Les arrêts Emre I et Emre II doivent aussi être lus dans la perspective de l'initiative «Pour le renvoi des étrangers criminels» (ci-après: initiative sur le renvoi), adoptée en votation populaire le 28 novembre 2010.
La CourEDH, conformément au texte de l'art. 8 CEDH et à sa pratique, a analysé dans ces deux arrêts les mesures adoptées par la Suisse en vérifiant si elles pouvaient être considérées comme «nécessaires dans une société démocratique». Cette expression figurant dans la CEDH correspond, en droit interne, au principe de proportionnalité, pilier essentiel de notre Etat de droit. Nous y reviendrons plus loin. C'est en définitive pour avoir failli à cette obligation dans le cas d'espèce que la Suisse a été condamnée.
Sur cet aspect, ces arrêts ne se distinguent pas de la jurisprudence antérieure de la CourEDH, qui attache une grande importance à la proportionnalité de toute mesure d'éloignement d'une personne étrangère du territoire d'un Etat. On notera simplement que le droit suisse actuel et son application par les différentes autorités cantonales ou fédérales sont déjà très restrictifs et ne respectent pas toujours les engagements internationaux de la Suisse.
Le point central de l'initiative sur le renvoi consiste précisément à ériger un automatisme au rang constitutionnel: lorsqu'une personne étrangère aura commis un acte entrant dans la liste, non exhaustive au demeurant, du nouvel art. 121 Cst., le renvoi devra être prononcé automatiquement, quelles que soient les circonstances.
On rappelle alors que, selon une jurisprudence bien établie du TF, un automatisme aveugle, qui ne tiendrait compte ni de l'adéquation, ni de la nécessité, ni de la proportionnalité au sens strict d'une mesure, serait manifestement en contradiction avec l'ordre juridique fondamental14. L'initiative sur le renvoi est donc déjà contraire au principe de proportionnalité, de par la nature automatique de l'expulsion.

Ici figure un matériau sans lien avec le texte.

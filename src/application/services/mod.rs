//! Application services - Guild-scoped business logic registered by the core plugin

pub mod command_service;
pub mod guild_settings;
pub mod permissions;
pub mod plugin_service;

pub use command_service::CommandService;
pub use guild_settings::GuildSettingsService;
pub use permissions::PermissionsService;
pub use plugin_service::PluginService;

/// Keys used with the guild data store
pub mod keys {
    pub const PREFIX: &str = "core.prefix";
    pub const ENABLED_PLUGINS: &str = "core.enabledPlugins";
    pub const ENABLED_COMMANDS: &str = "core.enabledCommands";

    pub fn permission_level(level: &str) -> String {
        format!("core.permissions.{}", level.to_lowercase())
    }
}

Sur le plan international, compte tenu de l'arrêt Emre II et l'interprétation faite par la CourEDH de l'arrêt Emre I, le principe de proportionnalité doit nécessairement être respecté, ce qui interdit également tout automatisme. Le principe de l'expulsion automatique au cœur de l'initiative sur le renvoi va, selon toute certitude, conduire à une multiplication des condamnations par la CourEDH. De plus, chaque fois que la violation d'un droit conventionnel sera constatée, il faudra remettre, conformément au principe restitutio in integrum, la personne dans la situation prévalant avant le renvoi, ce qui ne manquera pas de créer des tensions supplémentaires dans un ordre juridique interne devenu incohérent.
Si l'on confronte le texte de l'initiative sur le renvoi et les précisions apportées par l'arrêt Emre II, on voit que les moyens à mettre en œuvre pour le respect de la CEDH ne pourront pas se limiter à des mesures de caractère individuel, telles que la révocation d'une mesure d'éloignement sanctionnée par la CourEDH. Selon les règles du Conseil de l'Europe, la Suisse devra prendre des mesures de caractère général pour prévenir d'autres violations semblables15. De toutes les manières, ces questions devront être examinées par le CdM, puisqu'il existe un risque accru de violations répétitives de la CEDH par la Suisse en raison de l'adoption de l'initiative sur le renvoi.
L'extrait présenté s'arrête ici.